> **LISTED RECORDS**:
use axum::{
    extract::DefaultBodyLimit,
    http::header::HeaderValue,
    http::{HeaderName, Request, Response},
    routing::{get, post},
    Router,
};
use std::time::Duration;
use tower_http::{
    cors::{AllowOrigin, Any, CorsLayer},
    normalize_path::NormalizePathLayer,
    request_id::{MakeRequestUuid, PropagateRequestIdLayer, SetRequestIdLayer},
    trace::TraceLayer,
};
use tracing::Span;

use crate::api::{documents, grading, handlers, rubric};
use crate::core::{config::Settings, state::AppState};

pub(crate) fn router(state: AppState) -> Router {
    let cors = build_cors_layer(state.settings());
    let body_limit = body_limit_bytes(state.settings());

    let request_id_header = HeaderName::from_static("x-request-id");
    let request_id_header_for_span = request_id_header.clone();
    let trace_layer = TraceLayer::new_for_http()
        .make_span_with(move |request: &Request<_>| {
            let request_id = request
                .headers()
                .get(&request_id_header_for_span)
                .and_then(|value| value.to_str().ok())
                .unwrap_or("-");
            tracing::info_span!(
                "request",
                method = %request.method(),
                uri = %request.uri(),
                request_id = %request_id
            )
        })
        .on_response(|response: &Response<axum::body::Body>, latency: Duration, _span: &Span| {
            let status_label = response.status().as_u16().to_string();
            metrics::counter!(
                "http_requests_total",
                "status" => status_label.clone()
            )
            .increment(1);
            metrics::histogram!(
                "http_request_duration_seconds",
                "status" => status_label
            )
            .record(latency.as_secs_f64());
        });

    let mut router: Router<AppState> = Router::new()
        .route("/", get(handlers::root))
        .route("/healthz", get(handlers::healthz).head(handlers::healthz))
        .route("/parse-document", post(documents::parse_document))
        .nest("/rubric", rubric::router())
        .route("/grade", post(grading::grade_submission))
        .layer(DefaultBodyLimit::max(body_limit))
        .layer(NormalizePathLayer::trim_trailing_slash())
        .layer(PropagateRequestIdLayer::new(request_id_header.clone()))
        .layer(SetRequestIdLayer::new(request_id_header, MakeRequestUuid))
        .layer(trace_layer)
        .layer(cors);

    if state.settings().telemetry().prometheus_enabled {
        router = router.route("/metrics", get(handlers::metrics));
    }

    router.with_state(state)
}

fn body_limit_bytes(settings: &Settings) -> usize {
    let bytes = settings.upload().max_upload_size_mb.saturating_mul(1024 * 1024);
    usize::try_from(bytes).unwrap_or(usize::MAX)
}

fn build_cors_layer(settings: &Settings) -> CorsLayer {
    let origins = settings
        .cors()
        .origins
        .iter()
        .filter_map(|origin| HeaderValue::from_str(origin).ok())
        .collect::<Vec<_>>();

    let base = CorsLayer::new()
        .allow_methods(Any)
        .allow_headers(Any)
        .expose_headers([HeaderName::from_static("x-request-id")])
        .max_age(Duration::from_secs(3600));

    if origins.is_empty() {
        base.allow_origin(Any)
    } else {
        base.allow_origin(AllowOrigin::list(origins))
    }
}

> **TASK TO CARRY OUT**: Which lines of the listing above hold the word "HeaderValue"? Copy each of them.

> **COMPLETED EXERCISE**:
    http::header::HeaderValue,
        .filter_map(|origin| HeaderValue::from_str(origin).ok())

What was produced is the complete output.